Amistades

Amistades basadas en la confianza, igual que en la relación de pareja

Un amigo verdadero vale por 3 novios falsos.

La verdadera amistad no se desaparece a lo largo de los años.

Los amigos siempre están por acercarse hasta los temas mas delicados- hazte amigos en be2 y no te arrepentirás; en be2 es posible que surja un amor de una buena amistad!

La clave para conservar nuestras amistades durante muchos años reside en la confianza. Al igual que en una relación de pareja, hemos de ser altruistas y pensar en dar, más que en recibir, con nuestros contactos. De igual forma, los mismos celos que arruinan toda relación amorosa, pueden echar a perder una larga amistad. Lo mismo ocurre con asuntos delicados, como la política. Sin embargo, antes de hablar de los factores que intervienen en la relación con nuestros amigos, resumiremos las amistades que nos marcan en la vida.

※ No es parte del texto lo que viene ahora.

//! Fakes shared by unit tests

use crate::embedding::{BackendKind, EmbeddingBackend, HashingBackend, ProbeResult};
use crate::error::StoreError;
use crate::types::SearchResult;
use crate::vector_db::{
    IndexRecord, MemoryStoreFactory, SearchFilter, ShardStats, ShardStore, ShardStoreFactory,
};
use anyhow::Result;
use async_trait::async_trait;
use std::collections::BTreeSet;
use std::sync::Arc;
use std::sync::atomic::{AtomicUsize, Ordering};
use tokio_util::sync::CancellationToken;

/// CPU hashing backend that counts embedding work
#[derive(Clone)]
pub struct CountingBackend {
    inner: Arc<HashingBackend>,
    pub batches: Arc<AtomicUsize>,
    pub texts: Arc<AtomicUsize>,
}

impl CountingBackend {
    pub fn new(dimension: usize) -> Self {
        Self {
            inner: Arc::new(HashingBackend::new(dimension)),
            batches: Arc::new(AtomicUsize::new(0)),
            texts: Arc::new(AtomicUsize::new(0)),
        }
    }

    pub fn batch_calls(&self) -> usize {
        self.batches.load(Ordering::SeqCst)
    }

    pub fn embedded_texts(&self) -> usize {
        self.texts.load(Ordering::SeqCst)
    }
}

#[async_trait]
impl EmbeddingBackend for CountingBackend {
    fn kind(&self) -> BackendKind {
        BackendKind::Cpu
    }

    fn model_name(&self) -> &str {
        "counting"
    }

    fn dimension(&self) -> usize {
        self.inner.dimension()
    }

    async fn probe(&self) -> ProbeResult {
        ProbeResult::available("counting")
    }

    async fn initialize(&mut self, _cancel: &CancellationToken) -> Result<()> {
        Ok(())
    }

    async fn embed_batch(&self, texts: Vec<String>) -> Result<Vec<Vec<f32>>> {
        self.batches.fetch_add(1, Ordering::SeqCst);
        self.texts.fetch_add(texts.len(), Ordering::SeqCst);
        self.inner.embed_batch(texts).await
    }
}

/// Store whose reads and writes always fail
pub struct FailingStore {
    shard_id: usize,
}

impl FailingStore {
    pub fn new(shard_id: usize) -> Self {
        Self { shard_id }
    }
}

#[async_trait]
impl ShardStore for FailingStore {
    fn shard_id(&self) -> usize {
        self.shard_id
    }

    async fn initialize(&self, _dimension: usize) -> Result<()> {
        Ok(())
    }

    async fn upsert(&self, _records: Vec<IndexRecord>) -> Result<usize> {
        Err(StoreError::WriteFailed {
            shard_id: self.shard_id,
            reason: "disk on fire".to_string(),
        }
        .into())
    }

    async fn delete_by_file(&self, _file_path: &str) -> Result<usize> {
        Err(StoreError::WriteFailed {
            shard_id: self.shard_id,
            reason: "disk on fire".to_string(),
        }
        .into())
    }

    async fn search(
        &self,
        _query: &[f32],
        _top_k: usize,
        _filter: &SearchFilter,
    ) -> Result<Vec<SearchResult>> {
        Err(StoreError::SearchFailed {
            shard_id: self.shard_id,
            reason: "disk on fire".to_string(),
        }
        .into())
    }

    async fn stats(&self) -> Result<ShardStats> {
        Ok(ShardStats {
            shard_id: self.shard_id,
            ..Default::default()
        })
    }

    async fn clear(&self) -> Result<()> {
        Ok(())
    }
}

/// In-memory factory that hands out [`FailingStore`]s for selected shards, or refuses to
/// open them at all
pub struct FlakyFactory {
    pub inner: MemoryStoreFactory,
    failing: BTreeSet<usize>,
    unopenable: BTreeSet<usize>,
}

impl FlakyFactory {
    pub fn new(failing: impl IntoIterator<Item = usize>) -> Self {
        Self {
            inner: MemoryStoreFactory::new(),
            failing: failing.into_iter().collect(),
            unopenable: BTreeSet::new(),
        }
    }

    pub fn unopenable(shards: impl IntoIterator<Item = usize>) -> Self {
        Self {
            inner: MemoryStoreFactory::new(),
            failing: BTreeSet::new(),
            unopenable: shards.into_iter().collect(),
        }
    }
}

#[async_trait]
impl ShardStoreFactory for FlakyFactory {
    async fn open(&self, shard_id: usize, dimension: usize) -> Result<Arc<dyn ShardStore>> {
        if self.unopenable.contains(&shard_id) {
            return Err(StoreError::OpenFailed {
                shard_id,
                reason: "permission denied".to_string(),
            }
            .into());
        }
        if self.failing.contains(&shard_id) {
            return Ok(Arc::new(FailingStore::new(shard_id)));
        }
        self.inner.open(shard_id, dimension).await
    }

    fn persistent(&self) -> bool {
        false
    }

    fn name(&self) -> &'static str {
        "flaky"
    }
}

/// Open `count` initialized shards from a factory
pub async fn open_shards(
    factory: &dyn ShardStoreFactory,
    count: usize,
    dimension: usize,
) -> Vec<Arc<dyn ShardStore>> {
    let mut stores = Vec::with_capacity(count);
    for shard_id in 0..count {
        stores.push(factory.open(shard_id, dimension).await.unwrap());
    }
    stores
}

Amistades y contactos de toda una vida

A lo largo de nuestra vida, una serie de circunstancias personales y psicológicas dirigen nuestros instintos y preferencias en la selección de amigos. Son las responsables de que, como adolescentes, creamos que la amistad es para siempre; influyen en la forma de relacionarnos con nuestros contactos como personas adultas; y, ya en la vejez, nos ayudan a entender el sentido de las amistades que influyeron en nuestra vida.

Efectivamente, los jóvenes suelen ser generosos en su definición de amistad: cuentan entre sus amistades a conocidos de una noche o contactos con los que sólo tienen una relación virtual. Esta falta de sinceridad, consciente o inconsciente, es la responsable de que pocas amistades de la adolescencia perduren en años posteriores.
Al madurar, recordamos con cariño a esos amigos de la infancia que tanto llegaron a importarnos en su momento. Sin embargo, sabemos reconocer sus limitaciones y entendemos que es imposible mantener esos contactos. Las circunstancias personales, como la presencia de una pareja estable, derivan en nuevas amistades. Los amigos “de fiesta” de la adolescencia se sustituyen por amistades más serias y comprometidas. Nos volvemos selectivos y buscamos afinidad con nuestros contactos, en base a la experiencia de relaciones de amistad anteriores.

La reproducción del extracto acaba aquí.